The US Trade Deficit, Explained

The S&P 500 is down 5 percent this year despite tremendous year-over-year earnings growth. One of the primary factors weighing on the market: fear over the ongoing international trade war, particularly with China. President Donald Trump has repeatedly cited the U.S. trade deficit with China as grounds for the trade war.

Let's take a closer look at what a trade deficit is, the current U.S. trade balances with its primary trading partners and whether the trade war has eliminated the China trade gap.

What Is A Trade Deficit?

In the most basic terms, a trade deficit is created when a country’s imports exceed its exports. Countries can have an overall trade deficit in which they are a net importer of goods. They can have a trade deficit with specific countries in which they buy more goods from a particular country than they sell to that same country.

Countries tend to want to export more goods than they import because a trade surplus creates an inflow of currency into the country. Countries which are not major goods producers and/or wealthy countries that purchase a lot of goods are typically the ones that end up with trade deficits. Countries import goods when domestic suppliers cannot meet domestic demand or when domestic prices are much higher than foreign prices on similar goods.

Due to U.S. minimum wage laws, protections for U.S. workers and other regulations, American companies typically have higher costs associated with producing goods than the country's trading partners. Therefore, most American trading partners simply underprice their domestic counterparts.

Major US Trade Balances

The primary focus of the trade balance discussion in 2018 has been China — and for good reason. China is both the largest U.S. trading partner and represents the largest U.S. trade deficit by a wide margin.

The U.S. and China traded roughly $636 billion in goods in 2017, resulting in a U.S. trade deficit of $375 billion, according to the Census Bureau. The deficit is nearly three times the size of the U.S. trade deficit with its next four largest trading partners combined.

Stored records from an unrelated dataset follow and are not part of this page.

use async_trait::async_trait;
use tracing::{Span, info};

use crate::config::{LlmConfig, Provider};
use crate::error::LLMError;
use crate::http::{
    DynHttpTransport, HttpResponse, collect_body_text, get_with_headers, post_json_stream_with_headers,
    post_json_with_headers,
};
use crate::provider::{join_url, log_models, log_request_body, parse_body};
use crate::session::json_mode::{extract_json, finish_reply};
use crate::session::{ChatSession, Reply, ReplyStream, SessionEnv, Thread, report_usage, session_span};
use crate::stream::{FragmentStream, Framing, TextStream};
use crate::types::{Role, TokenUsage};

use super::error::parse_ollama_error;
use super::request::{build_chat_body, build_pull_body};
use super::response::{
    catalog_model_names, extract_reply, is_installed, local_model_names, parse_stream_line,
};
use super::types::{CatalogResponse, OllamaChatResponse, OllamaPullResponse, OllamaTagsResponse};
use super::{CATALOG_URL, DEFAULT_BASE_URL, HOST_ENV, PROVIDER_ID, host_to_base_url};

/// Conversation against a local Ollama server.
///
/// No credential is needed. Before the first generation the session makes
/// sure the configured model is installed and pulls it otherwise.
pub struct OllamaSession {
    transport: DynHttpTransport,
    base_url: String,
    catalog_url: String,
    config: LlmConfig,
    thread: Thread,
    model_ready: bool,
    span: Span,
}

impl OllamaSession {
    pub fn new(config: LlmConfig, env: &SessionEnv) -> Result<Self, LLMError> {
        let default_base = env
            .secret(HOST_ENV)
            .map(|host| host_to_base_url(&host))
            .unwrap_or_else(|| DEFAULT_BASE_URL.to_string());
        let span = session_span(&config);
        Ok(Self {
            transport: env.transport(),
            base_url: env.base_url(Provider::Ollama, &default_base),
            catalog_url: CATALOG_URL.to_string(),
            config,
            thread: Thread::new(),
            model_ready: false,
            span,
        })
    }

    pub(crate) fn boxed(config: LlmConfig, env: &SessionEnv) -> Result<Box<dyn ChatSession>, LLMError> {
        Ok(Box::new(Self::new(config, env)?))
    }

    /// Replaces the community catalog queried by `list_models`.
    pub fn with_catalog_url(mut self, url: impl Into<String>) -> Self {
        self.catalog_url = url.into();
        self
    }

    fn endpoint(&self, path: &str) -> String {
        join_url(&self.base_url, path)
    }

    fn ensure_success(&self, response: HttpResponse) -> Result<String, LLMError> {
        let status = response.status;
        let text = response.into_string()?;
        if (200..300).contains(&status) {
            Ok(text)
        } else {
            Err(parse_ollama_error(status, &text))
        }
    }

    async fn installed_models(&self) -> Result<Vec<String>, LLMError> {
        let response =
            get_with_headers(self.transport.as_ref(), self.endpoint("api/tags"), Default::default())
                .await?;
        let text = self.ensure_success(response)?;
        let tags: OllamaTagsResponse = parse_body(PROVIDER_ID, &text)?;
        Ok(local_model_names(tags))
    }

    async fn ensure_model(&mut self) -> Result<(), LLMError> {
        if self.model_ready {
            return Ok(());
        }
        let installed = self.installed_models().await?;
        if !is_installed(&installed, &self.config.model) {
            let model = self.config.model.clone();
            self.span.in_scope(|| info!("Pulling model {model}..."));
            let response = post_json_with_headers(
                self.transport.as_ref(),
                self.endpoint("api/pull"),
                Default::default(),
                &build_pull_body(&model),
            )
            .await?;
            let text = self.ensure_success(response)?;
            let pulled: OllamaPullResponse = parse_body(PROVIDER_ID, &text)?;
            if let Some(error) = pulled.error {
                return Err(LLMError::provider(
                    PROVIDER_ID,
                    format!("failed to pull {model}: {error}"),
                ));
            }
            let status = pulled.status.unwrap_or_else(|| "success".to_string());
            self.span
                .in_scope(|| info!(status = %status, "Model pulled successfully."));
        }
        self.model_ready = true;
        Ok(())
    }
}

#[async_trait]
impl ChatSession for OllamaSession {
    fn provider(&self) -> Provider {
        Provider::Ollama
    }

    fn config(&self) -> &LlmConfig {
        &self.config
    }

    fn thread(&self) -> &Thread {
        &self.thread
    }

    fn add_message_to_thread(&mut self, content: &str, role: Role) {
        self.thread.push(role, content);
    }

    fn report_usage(&self, usage: Option<&TokenUsage>) {
        report_usage(&self.span, usage);
    }

    fn stream_response(&mut self, fragments: FragmentStream) -> ReplyStream<'_> {
        ReplyStream::new(fragments, &mut self.thread, Role::assistant())
    }

    async fn send_message<'a>(&'a mut self, content: &str) -> Result<Reply<'a>, LLMError> {
        self.ensure_model().await?;
        self.add_message_to_thread(content, Role::user());
        let stream = self.config.stream;
        let body = build_chat_body(&self.config, &self.thread, stream);
        log_request_body(&self.config, &self.span, &body);
        let url = self.endpoint("api/chat");

        if stream {
            let response = post_json_stream_with_headers(
                self.transport.as_ref(),
                url,
                Default::default(),
                &body,
            )
            .await?;
            if !(200..300).contains(&response.status) {
                let text = collect_body_text(response.body, PROVIDER_ID).await?;
                return Err(parse_ollama_error(response.status, &text));
            }
            let fragments = TextStream::new(
                response.body,
                Framing::JsonLines,
                PROVIDER_ID,
                parse_stream_line,
                self.span.clone(),
            )
            .boxed();
            return Ok(Reply::Stream(self.stream_response(fragments)));
        }

        let response =
            post_json_with_headers(self.transport.as_ref(), url, Default::default(), &body).await?;
        let text = self.ensure_success(response)?;
        let parsed: OllamaChatResponse = parse_body(PROVIDER_ID, &text)?;
        let (answer, usage) = extract_reply(parsed)?;
        self.report_usage(usage.as_ref());
        self.thread.commit_assistant(Role::assistant(), answer.clone());
        Ok(finish_reply(self.config.json_mode, answer, extract_json))
    }

    async fn list_models(&self) -> Result<Vec<String>, LLMError> {
        let installed = self.installed_models().await?;
        log_models(&self.span, "Pulled models for Ollama:", &installed);

        let response =
            get_with_headers(self.transport.as_ref(), self.catalog_url.clone(), Default::default())
                .await?;
        let text = self.ensure_success(response)?;
        let catalog: CatalogResponse = parse_body(PROVIDER_ID, &text)?;
        let available = catalog_model_names(catalog);
        log_models(&self.span, "Available models for Ollama:", &available);

        let mut models = installed;
        for model in available {
            if !models.contains(&model) {
                models.push(model);
            }
        }
        Ok(models)
    }
}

The Chinese trade deficit represents about 65 percent of the total U.S. trade deficit last year, according to The Balance. The U.S. primarily imports consumer electronics, clothing and machinery from China and primarily exports raw materials and agricultural goods.

Here’s an overview of the trade balance with the top five U.S. trading partners:

  • China: $636 billion in trade, $375-billion deficit.
  • Canada: $582 billion in trade, $18-billion deficit.
  • Mexico: $557 billion in trade, $71-billion deficit.
  • Japan: $204 billion in trade, $69-billion deficit.
  • Germany: $171 billion in trade, $65-billion deficit.

Trade War Impact

Trump has imposed tariffs on steel, aluminum, solar panels and other goods imported from China and other trading partners in an effort to reduce the U.S. trade deficit. The tariffs make Chinese imports more expensive for U.S. consumers, theoretically leveling the playing field for domestic companies.

Unfortunately, as of the month of October, Trump seems to be losing the trade war. In October, the total U.S. trade deficit hit $55.5 billion, its highest level in a decade. Even after enacting tariffs on hundreds of billions of dollars in Chinese goods, the U.S. unadjusted goods trade deficit with China reached $43.1 billion in the month of October, its highest level in history.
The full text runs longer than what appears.